The nature of the new OIRA review is not yet clear, but it could potentially be a significant change, as some observers have suggested. Previously, the arrangement between OIRA and IRCs for determining which rules are "major" under the CRA largely mirrored their relationship as established over decades under prior executive orders. Simply stated, OIRA and IRCs remained at arm's length from one another. Arguably, the new policy could give OIRA, and by extension the OMB Director and the President, greater influence over the content and timing of IRC rulemaking by establishing a new process in which presidential policy preferences could potentially play a role. The extent to which a President's policy preferences might influence OIRA's review, however, remains to be seen. If policy preferences do play a role in OIRA's review—for example, if OIRA does not allow an agency to move forward with a rule because it is not in alignment with the President's policy preferences—it could affect the independence of IRCs, which are statutorily designed by Congress to have their policymaking insulated from partisan politics and overt presidential influence (see CRS Report R43391 for further discussion). Some observers and policymakers, however, see such influence as desirable, potentially leading to better regulatory outcomes.
Currently, the primary analytical requirement in rulemaking is in EO 12866 and does not apply to IRCs. Specifically, the order requires covered agencies to conduct initial assessments of the anticipated costs and benefits of rules and to complete a cost-benefit analysis consistent with OMB Circular A-4 for rules that are economically significant. IRCs are not subject to any comparable general requirement to conduct cost-benefit analysis, although some IRCs conduct cost-benefit analysis voluntarily or pursuant to an agency-specific statutory requirement.
Agencies subject to EO 12866 have generally used their analyses under the order to determine whether rules were "major" under the CRA and will likely continue to do so. Under the OMB memorandum, however, IRCs will now be required to conduct an analysis that is "consistent with the principles enunciated in Circular A-4 and Part IV of this Memorandum" and to submit the analysis to OIRA along with each rule for review.

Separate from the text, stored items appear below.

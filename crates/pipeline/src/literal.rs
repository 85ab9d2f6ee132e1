//! Structured-literal encoding of locations.
//!
//! The enriched log stores a [`LocationInfo`] as a five-slot tuple literal and
//! a list of them as a list literal:
//!
//! ```text
//! (50.0, 10.0, 'DE', 50, 'EU')
//! [(40.0, -75.0, 'US', 100, 'NA'), (None, None, None, None, None)]
//! ```
//!
//! This is the notation the analysis side evaluates with a generic literal
//! reader, so the writer sticks to its subset: `None`, decimal numbers,
//! quoted strings with backslash escapes, tuples and lists. The parser here
//! accepts the same subset and nothing more.

use crate::error::{ErrorKind, Result};
use ecs_geo::LocationInfo;
use std::fmt::{Display, Formatter, Result as FmtResult, Write};

const NULL: &str = "None";

/// Display adapter writing one location as a tuple literal.
pub struct LocationLiteral<'a>(pub &'a LocationInfo);

/// Display adapter writing a sequence of locations as a list literal.
pub struct LocationsLiteral<'a>(pub &'a [LocationInfo]);

impl Display for LocationLiteral<'_> {
    fn fmt(&self, f: &mut Formatter<'_>) -> FmtResult {
        let location = self.0;
        f.write_char('(')?;
        write_float(f, location.latitude)?;
        f.write_str(", ")?;
        write_float(f, location.longitude)?;
        f.write_str(", ")?;
        write_str(f, location.country_code.as_deref())?;
        f.write_str(", ")?;
        match location.accuracy_radius_km {
            Some(radius) => write!(f, "{radius}")?,
            None => f.write_str(NULL)?,
        }
        f.write_str(", ")?;
        write_str(f, location.continent_code.as_deref())?;
        f.write_char(')')
    }
}

impl Display for LocationsLiteral<'_> {
    fn fmt(&self, f: &mut Formatter<'_>) -> FmtResult {
        f.write_char('[')?;
        for (i, location) in self.0.iter().enumerate() {
            if i > 0 {
                f.write_str(", ")?;
            }
            LocationLiteral(location).fmt(f)?;
        }
        f.write_char(']')
    }
}

fn write_float(f: &mut Formatter<'_>, value: Option<f64>) -> FmtResult {
    match value {
        // `{:?}` always keeps a decimal point or exponent, so the value reads
        // back as a float rather than an integer.
        Some(value) if value.is_finite() => write!(f, "{value:?}"),
        _ => f.write_str(NULL),
    }
}

fn write_str(f: &mut Formatter<'_>, value: Option<&str>) -> FmtResult {
    let Some(value) = value else {
        return f.write_str(NULL);
    };
    let quote = if value.contains('\'') && !value.contains('"') { '"' } else { '\'' };
    f.write_char(quote)?;
    for c in value.chars() {
        match c {
            '\\' => f.write_str("\\\\")?,
            '\n' => f.write_str("\\n")?,
            '\r' => f.write_str("\\r")?,
            '\t' => f.write_str("\\t")?,
            c if c == quote => {
                f.write_char('\\')?;
                f.write_char(c)?;
            },
            c if c.is_control() => write!(f, "\\x{:02x}", c as u32)?,
            c => f.write_char(c)?,
        }
    }
    f.write_char(quote)
}

/// Parse a tuple literal back into a location.
pub fn parse_location(text: &str) -> Result<LocationInfo> {
    let mut parser = Parser::new(text);
    let value = parser.value()?;
    parser.finish()?;
    location_from(value, text)
}

/// Parse a list literal back into locations.
pub fn parse_locations(text: &str) -> Result<Vec<LocationInfo>> {
    let mut parser = Parser::new(text);
    let Value::Sequence(items) = parser.value()? else {
        exn::bail!(ErrorKind::Literal(text.to_string()));
    };
    parser.finish()?;
    items.into_iter().map(|item| location_from(item, text)).collect()
}

fn location_from(value: Value, text: &str) -> Result<LocationInfo> {
    let invalid = || ErrorKind::Literal(text.to_string());
    let Value::Sequence(slots) = value else {
        exn::bail!(invalid());
    };
    let Ok([latitude, longitude, country_code, accuracy, continent_code]) = <[Value; 5]>::try_from(slots) else {
        exn::bail!(invalid());
    };
    Ok(LocationInfo {
        latitude: latitude.into_float().ok_or_else(invalid)?,
        longitude: longitude.into_float().ok_or_else(invalid)?,
        country_code: country_code.into_string().ok_or_else(invalid)?,
        accuracy_radius_km: accuracy.into_radius().ok_or_else(invalid)?,
        continent_code: continent_code.into_string().ok_or_else(invalid)?,
    })
}

/// A parsed literal. Tuples and lists are not distinguished.
#[derive(Debug, PartialEq)]
enum Value {
    Null,
    Number(f64),
    Str(String),
    Sequence(Vec<Value>),
}

impl Value {
    // Outer option: is the slot the right type? Inner option: is it null?
    fn into_float(self) -> Option<Option<f64>> {
        match self {
            Value::Null => Some(None),
            Value::Number(n) => Some(Some(n)),
            _ => None,
        }
    }

    fn into_string(self) -> Option<Option<String>> {
        match self {
            Value::Null => Some(None),
            Value::Str(s) => Some(Some(s)),
            _ => None,
        }
    }

    fn into_radius(self) -> Option<Option<u16>> {
        match self {
            Value::Null => Some(None),
            Value::Number(n) if n.fract() == 0.0 && (0.0..=f64::from(u16::MAX)).contains(&n) => Some(Some(n as u16)),
            _ => None,
        }
    }
}

struct Parser<'a> {
    text: &'a str,
    rest: &'a str,
}

impl<'a> Parser<'a> {
    fn new(text: &'a str) -> Self {
        Self { text, rest: text }
    }

    fn error(&self) -> ErrorKind {
        ErrorKind::Literal(self.text.to_string())
    }

    fn skip_whitespace(&mut self) {
        self.rest = self.rest.trim_start();
    }

    fn eat(&mut self, c: char) -> bool {
        self.skip_whitespace();
        match self.rest.strip_prefix(c) {
            Some(rest) => {
                self.rest = rest;
                true
            },
            None => false,
        }
    }

    fn finish(&mut self) -> Result<()> {
        self.skip_whitespace();
        if !self.rest.is_empty() {
            exn::bail!(self.error());
        }
        Ok(())
    }

    fn value(&mut self) -> Result<Value> {
        self.skip_whitespace();
        match self.rest.chars().next() {
            Some('(') => self.sequence('(', ')'),
            Some('[') => self.sequence('[', ']'),
            Some(quote @ ('\'' | '"')) => self.string(quote),
            Some(_) if self.rest.starts_with(NULL) => {
                self.rest = &self.rest[NULL.len()..];
                Ok(Value::Null)
            },
            Some(c) if c.is_ascii_digit() || c == '-' || c == '+' || c == '.' => self.number(),
            _ => exn::bail!(self.error()),
        }
    }

    fn sequence(&mut self, open: char, close: char) -> Result<Value> {
        self.eat(open);
        let mut items = Vec::new();
        loop {
            if self.eat(close) {
                return Ok(Value::Sequence(items));
            }
            items.push(self.value()?);
            if !self.eat(',') {
                if self.eat(close) {
                    return Ok(Value::Sequence(items));
                }
                exn::bail!(self.error());
            }
        }
    }

    fn number(&mut self) -> Result<Value> {
        let end = self
            .rest
            .find(|c: char| !(c.is_ascii_digit() || matches!(c, '-' | '+' | '.' | 'e' | 'E')))
            .unwrap_or(self.rest.len());
        let (digits, rest) = self.rest.split_at(end);
        let number = digits.parse::<f64>().map_err(|_| self.error())?;
        self.rest = rest;
        Ok(Value::Number(number))
    }

    fn string(&mut self, quote: char) -> Result<Value> {
        let mut chars = self.rest.char_indices().skip(1);
        let mut value = String::new();
        while let Some((i, c)) = chars.next() {
            match c {
                c if c == quote => {
                    self.rest = &self.rest[i + c.len_utf8()..];
                    return Ok(Value::Str(value));
                },
                '\\' => {
                    let escaped = match chars.next() {
                        Some((_, 'n')) => '\n',
                        Some((_, 'r')) => '\r',
                        Some((_, 't')) => '\t',
                        Some((_, 'x')) => self.hex_escape(&mut chars, 2)?,
                        Some((_, 'u')) => self.hex_escape(&mut chars, 4)?,
                        Some((_, c @ ('\\' | '\'' | '"'))) => c,
                        _ => exn::bail!(self.error()),
                    };
                    value.push(escaped);
                },
                c => value.push(c),
            }
        }
        exn::bail!(self.error())
    }

    fn hex_escape(&self, chars: &mut impl Iterator<Item = (usize, char)>, len: usize) -> Result<char> {
        let digits: String = chars.take(len).map(|(_, c)| c).collect();
        if digits.len() != len {
            exn::bail!(self.error());
        }
        u32::from_str_radix(&digits, 16)
            .ok()
            .and_then(char::from_u32)
            .ok_or_else(|| self.error().into())
    }
}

For IRCs that already conduct cost-benefit analysis, the new analytical requirement may not be as significant. Nevertheless, OIRA review of the analysis and the requirement to follow Circular A-4 will be required of all IRCs. For IRCs that are not currently required to conduct cost-benefit analysis and do not do so voluntarily, this could arguably be a rather significant change. The desirability of mandatory cost-benefit analysis for IRCs has been a topic of discussion in Congress and among some outside observers in recent years (see CRS Report R44813).
Although this Insight does not further address the issue, contrary to some media reports, the memorandum did not alter the scope of the CRA. For a discussion of what types of agency actions are covered by the CRA, see CRS In Focus IF11096 and CRS Report R45248.